Located 2,100 light-years from Earth in the constellation Cygnus lies a supernova remnant called the Veil Nebula. The nebula is a cloud of ionized gas and dust that formed approximately 10,000 years ago when a star 20 times the size of our sun self-detonated and spewed plasma into the dark sky, reports Michelle Starr for Science Alert.

In 2015, NASA's Hubble Space Telescope snapped a tiny fraction of the Veil Nebula's vast structure. The total of six snapshots pieced together show wisps of glowing filamentary structures in the Veil. On April 2, NASA revealed a reprocessed image of the Veil Nebula from 2015 that further enhanced details of the various hues and threads of ionized gas that make up the hot gas cloud.

The photo from 2015 was taken using the Hubble telescope’s Wide Field Camera 3 along with five different filters, NASA explains in a statement. Using new processing techniques, NASA created a sharper image that brought out various hues of gases and highlighted minor details like the interwoven threads of filaments, reports Kellen Beck for Mashable. In the reprocessed image, ionized oxygen is seen in blue, ionized hydrogen and nitrogen glow red, reports Kasandra Brabaw for Space.com.

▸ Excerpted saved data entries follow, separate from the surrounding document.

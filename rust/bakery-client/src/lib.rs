#![warn(missing_docs)]

//! Client side of the macaroon bakery protocol.
//!
//! [`Bakery`] wraps a [`Transport`] and a [`BakeryStorage`]. Requests go out
//! with the macaroons stored for their service; when a service challenges a
//! request, the bakery gathers the discharges (or walks the user through an
//! interaction), stores the result and tries once more.
//!
//! ```no_run
//! # async fn example() -> Result<(), bakery_client::BakeryError> {
//! use bakery_client::{Bakery, BakeryConfig, HttpTransport, HttpTransportConfig, MemoryStore};
//!
//! let config = BakeryConfig::default()
//!     .with_service("charmstore", "https://api.example.com/charmstore");
//! let transport = HttpTransport::new(HttpTransportConfig::default())?;
//! let bakery = Bakery::from_config(config, transport, MemoryStore::default());
//!
//! let response = bakery
//!     .get("https://api.example.com/charmstore/v5/whoami")
//!     .await?;
//! println!("{}", response.body);
//! # Ok(())
//! # }
//! ```

mod bakery;
pub use bakery::*;

mod challenge;
pub use challenge::*;

mod config;
pub use config::*;

mod cookie;
pub use cookie::*;

mod error;
pub use error::*;

mod method;
pub use method::*;

pub mod protocol;

mod storage;
pub use storage::*;

mod transport;
pub use transport::*;

mod visit;
pub use visit::*;

#[cfg(any(test, feature = "helpers"))]
pub mod helpers;
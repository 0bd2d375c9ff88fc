//! Cross-target bound compatability traits
//!
//! The bakery talks to its collaborators through async traits. On native
//! targets those collaborators may be shared across threads, so futures and
//! trait objects need `Send` (and sometimes `Sync`). On
//! `wasm32-unknown-unknown` nothing is shared across threads and browser
//! handles are not `Send`, so the same bounds must disappear.

#[allow(missing_docs)]
#[cfg(not(target_arch = "wasm32"))]
pub trait ConditionalSend: Send {}

#[cfg(not(target_arch = "wasm32"))]
impl<S> ConditionalSend for S where S: Send {}

#[allow(missing_docs)]
#[cfg(not(target_arch = "wasm32"))]
pub trait ConditionalSync: Send + Sync {}

#[cfg(not(target_arch = "wasm32"))]
impl<S> ConditionalSync for S where S: Send + Sync {}

#[allow(missing_docs)]
#[cfg(target_arch = "wasm32")]
pub trait ConditionalSend {}

#[cfg(target_arch = "wasm32")]
impl<S> ConditionalSend for S {}

#[allow(missing_docs)]
#[cfg(target_arch = "wasm32")]
pub trait ConditionalSync {}

#[cfg(target_arch = "wasm32")]
impl<S> ConditionalSync for S {}
//! [`Transport`] implementation backed by `reqwest`.

use async_trait::async_trait;
use reqwest::Client;

use super::{Headers, Request, Response, Transport, TransportError};
use crate::Method;

impl From<reqwest::Error> for TransportError {
    fn from(error: reqwest::Error) -> Self {
        if error.is_connect() {
            TransportError::ConnectionFailed(error.to_string())
        } else if error.is_request() || error.is_builder() {
            TransportError::RequestFailed(error.to_string())
        } else {
            TransportError::ResponseFailed(error.to_string())
        }
    }
}

impl From<Method> for reqwest::Method {
    fn from(method: Method) -> Self {
        match method {
            Method::Get => reqwest::Method::GET,
            Method::Post => reqwest::Method::POST,
            Method::Put => reqwest::Method::PUT,
            Method::Patch => reqwest::Method::PATCH,
            Method::Delete => reqwest::Method::DELETE,
        }
    }
}

/// Configuration for [`HttpTransport`]
#[derive(Clone, Debug)]
pub struct HttpTransportConfig {
    /// Optional timeout for requests in seconds (default: 30). Ignored in the
    /// browser, where fetch has no timeout.
    pub timeout_seconds: Option<u64>,

    /// Optional custom headers to send with each request
    pub headers: Vec<(String, String)>,
}

impl Default for HttpTransportConfig {
    fn default() -> Self {
        Self {
            timeout_seconds: Some(30),
            headers: Vec::new(),
        }
    }
}

impl HttpTransportConfig {
    /// Set the request timeout
    pub fn with_timeout(mut self, seconds: u64) -> Self {
        self.timeout_seconds = Some(seconds);
        self
    }

    /// Add a custom header
    pub fn with_header(mut self, key: impl Into<String>, value: impl Into<String>) -> Self {
        self.headers.push((key.into(), value.into()));
        self
    }
}

/// HTTP transport over `reqwest`.
///
/// Natively every request shares the client's connection pool and cookie
/// handling, so the credentials flag has no effect. In the browser it
/// switches fetch to `credentials: "include"`.
#[derive(Clone, Debug)]
pub struct HttpTransport {
    config: HttpTransportConfig,
    client: Client,
}

impl HttpTransport {
    /// Create a new transport with the given configuration
    pub fn new(config: HttpTransportConfig) -> Result<Self, TransportError> {
        #[allow(unused_mut)]
        let mut client_builder = Client::builder();

        #[cfg(not(target_arch = "wasm32"))]
        if let Some(timeout) = config.timeout_seconds {
            client_builder = client_builder.timeout(std::time::Duration::from_secs(timeout));
        }

        let client = client_builder
            .build()
            .map_err(|e| TransportError::ConnectionFailed(e.to_string()))?;

        Ok(Self { config, client })
    }
}

#[cfg_attr(not(target_arch = "wasm32"), async_trait)]
#[cfg_attr(target_arch = "wasm32", async_trait(?Send))]
impl Transport for HttpTransport {
    async fn send(&self, request: Request) -> Result<Response, TransportError> {
        let mut builder = self.client.request(request.method.into(), &request.url);

        for (key, value) in &self.config.headers {
            builder = builder.header(key, value);
        }
        for (key, value) in &request.headers {
            builder = builder.header(key, value);
        }
        if let Some(body) = request.body {
            builder = builder.body(body);
        }

        #[cfg(all(target_arch = "wasm32", target_os = "unknown"))]
        if request.credentials {
            builder = builder.fetch_credentials_include();
        }

        let response = builder.send().await?;
        let status = response.status().as_u16();
        let headers: Headers = response
            .headers()
            .iter()
            .filter_map(|(name, value)| {
                value
                    .to_str()
                    .ok()
                    .map(|value| (name.as_str().to_string(), value.to_string()))
            })
            .collect();
        let body = response.text().await?;

        Ok(Response {
            status,
            headers,
            body,
        })
    }
}
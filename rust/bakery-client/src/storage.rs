//! Per-service macaroon storage.
//!
//! [`BakeryStorage`] resolves a request URL to a short service key and keeps
//! one serialized macaroon blob per key in a [`KeyValueStore`]. Entries are
//! written after a successful discharge, overwritten by later ones, and never
//! expired here.

use std::{collections::BTreeMap, sync::Arc};

use async_trait::async_trait;
use bakery_common::ConditionalSync;
use bakery_macaroon::deserialize_macaroons;
use tracing::{debug, warn};

use crate::{BakeryError, CookieSetter, StorageError, protocol::path_of};

mod memory;
pub use memory::*;

/// Service key that every identity-service URL resolves to.
pub const IDENTITY_SERVICE: &str = "identity";

/// Service key whose macaroons are mirrored into a cookie when a
/// [`CookieSetter`] is configured.
pub const CHARMSTORE_SERVICE: &str = "charmstore";

/// A persistent string key-value store, such as browser local storage.
#[cfg_attr(not(target_arch = "wasm32"), async_trait)]
#[cfg_attr(target_arch = "wasm32", async_trait(?Send))]
pub trait KeyValueStore: ConditionalSync {
    /// Retrieve the value stored against `key`, if any
    async fn get(&self, key: &str) -> Result<Option<String>, StorageError>;
    /// Store `value` against `key`, replacing any previous value
    async fn set(&self, key: &str, value: String) -> Result<(), StorageError>;
    /// Forget the value stored against `key`
    async fn remove(&self, key: &str) -> Result<(), StorageError>;
    /// Forget everything
    async fn clear(&self) -> Result<(), StorageError>;
}

/// Maps request URLs onto service keys and stores a macaroon blob per key.
pub struct BakeryStorage<S> {
    store: S,
    services: BTreeMap<String, String>,
    cookie_setter: Option<Arc<dyn CookieSetter>>,
}

impl<S> BakeryStorage<S>
where
    S: KeyValueStore,
{
    /// Wrap `store`, resolving URLs against `services` (name -> origin URL).
    pub fn new(store: S, services: BTreeMap<String, String>) -> Self {
        Self {
            store,
            services,
            cookie_setter: None,
        }
    }

    /// Mirror every macaroon stored for the charmstore service into a cookie.
    pub fn with_cookie_setter(mut self, cookie_setter: impl CookieSetter + 'static) -> Self {
        self.cookie_setter = Some(Arc::new(cookie_setter));
        self
    }

    /// The underlying store.
    pub fn store(&self) -> &S {
        &self.store
    }

    /// Resolve the service key for `url`.
    ///
    /// URLs whose path mentions `identity` belong to the identity service
    /// whether or not it is registered. Otherwise the longest registered
    /// origin that prefixes `url` wins. An unmatched URL is its own key.
    pub fn key_for(&self, url: &str) -> String {
        if path_of(url).contains(IDENTITY_SERVICE) {
            return IDENTITY_SERVICE.to_string();
        }

        self.services
            .iter()
            .filter(|(_, origin)| url.starts_with(origin.as_str()))
            .max_by_key(|(_, origin)| origin.len())
            .map(|(name, _)| name.clone())
            .unwrap_or_else(|| url.to_string())
    }

    /// The serialized macaroons stored for the service `url` belongs to.
    pub async fn get(&self, url: &str) -> Result<Option<String>, StorageError> {
        self.store.get(&self.key_for(url)).await
    }

    /// Store serialized macaroons for the service `url` belongs to.
    ///
    /// For the charmstore service the blob is also decoded and handed to the
    /// cookie setter, if there is one. The cookie only mirrors the stored
    /// macaroons, so a failure to set it is logged and the stored blob is kept.
    pub async fn set(&self, url: &str, macaroons: String) -> Result<(), BakeryError> {
        let key = self.key_for(url);
        debug!(service = %key, "Storing macaroons");

        if key == CHARMSTORE_SERVICE {
            if let Some(cookie_setter) = &self.cookie_setter {
                let decoded = deserialize_macaroons(&macaroons)?;
                self.store.set(&key, macaroons).await?;
                if let Err(error) = cookie_setter.set_cookie(&decoded).await {
                    warn!(
                        %error,
                        service = %key,
                        "Failed to mirror macaroons into the auth cookie"
                    );
                }
                return Ok(());
            }
        }

        self.store.set(&key, macaroons).await?;
        Ok(())
    }

    /// Forget the macaroons stored for the service `url` belongs to.
    pub async fn remove(&self, url: &str) -> Result<(), StorageError> {
        self.store.remove(&self.key_for(url)).await
    }

    /// Forget every stored macaroon.
    pub async fn clear(&self) -> Result<(), StorageError> {
        self.store.clear().await
    }
}
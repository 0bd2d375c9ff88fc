#![warn(missing_docs)]

//! Light weight helpers shared by the macaroon and client crates. Nothing in
//! here knows about macaroons; it only smooths over target differences and
//! the handful of encodings the wire format needs.

mod sync;
pub use sync::*;

mod encoding;
pub use encoding::*;
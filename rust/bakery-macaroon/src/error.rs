//! Error types for macaroon construction and verification.

use thiserror::Error;

/// Errors raised while building, attenuating or (de)serializing a macaroon.
///
/// These are local and never retried.
#[derive(Debug, Error)]
pub enum MacaroonError {
    /// A required argument was missing or malformed.
    #[error("Invalid argument: {0}")]
    InvalidArgument(String),

    /// Sealing a third-party caveat key failed.
    #[error("Encryption failed")]
    EncryptionFailed,

    /// The operating system RNG was unavailable.
    #[error("RNG error: {0}")]
    Rng(String),

    /// A serialized macaroon could not be decoded.
    #[error("Failed to decode macaroon: {0}")]
    DecodeFailed(String),

    /// A macaroon could not be serialized.
    #[error("Failed to encode macaroon: {0}")]
    EncodeFailed(String),

    /// Discharging kept producing new third-party caveats.
    #[error("More than {0} discharges required")]
    TooManyDischarges(usize),
}

impl MacaroonError {
    pub(crate) fn invalid_argument(message: impl Into<String>) -> Self {
        Self::InvalidArgument(message.into())
    }
}

/// Reasons a macaroon failed verification.
///
/// Verification either succeeds or yields exactly one of these; nothing is
/// swallowed and nothing is retried.
#[derive(Debug, Clone, PartialEq, Eq, Error)]
pub enum VerificationError {
    /// The first-party checker rejected a caveat.
    #[error("caveat {identifier:?} not satisfied: {reason}")]
    CaveatNotSatisfied {
        /// The rejected caveat identifier
        identifier: String,
        /// Reason reported by the checker
        reason: String,
    },

    /// A third-party caveat's verification id could not be opened with the
    /// signature chain state at that caveat.
    #[error("decryption failed")]
    DecryptionFailed,

    /// No discharge was supplied for a third-party caveat.
    #[error("cannot find discharge macaroon for caveat {0:?}")]
    DischargeNotFound(String),

    /// A discharge satisfied more than one caveat, or took part in a cycle.
    #[error("discharge macaroon {0:?} was used more than once")]
    DischargeUsedMoreThanOnce(String),

    /// A supplied discharge was never needed.
    #[error("discharge macaroon {0:?} was not used")]
    DischargeNotUsed(String),

    /// The recomputed signature chain does not match the macaroon.
    #[error("signature mismatch after caveat verification")]
    SignatureMismatch,
}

An image from 2015 of the Veil Nebula. The nebula is glowing with various intertwined shades of green, blue, red and yellow against a dark starry sky.
The original photo from 2015 was taken using the Hubble Telescope’s Wide Field Camera 3 along with five different filters. NASA/ESA/Hubble Heritage Team

When the dying star tranformed into a supernova, the shockwaves and debris from the aftermath carved and weaved the intertwining filaments and the Veil Nebula’s shape. Researchers suspect a mighty wind emitted before the star exploded shaped the Veil's hollow cavities, reports Science Alert. Once the supernova shockwave hit the nebula, it shocked and energized the gases within, creating the various translucent filaments of the Veil.

The Veil Nebula is only one visible part of the entire supernova remnant, the Cygnus Loop. Images that capture nebulas help astronomers understand what happens after stellar explosions and how filaments emit different wavelengths of light and color, Science Alert reports. Photos can also help researchers understand how nebulas expand and change as shockwaves continue to interact with it. Using photos taken by the Hubble telescope in 1997 and comparing them to the image taken in 2015, astronomers calculated the Veil is expanding 1.5 million kilometers per hour, or 932,000 miles per hour.

For those who want to catch a glimpse of the Veil Nebula, no fancy equipment is needed. The Veil can be seen with binoculars when sky conditions are optimal. The Veil was first identified in 1784 by astronomer William Herschel, Mashable reports.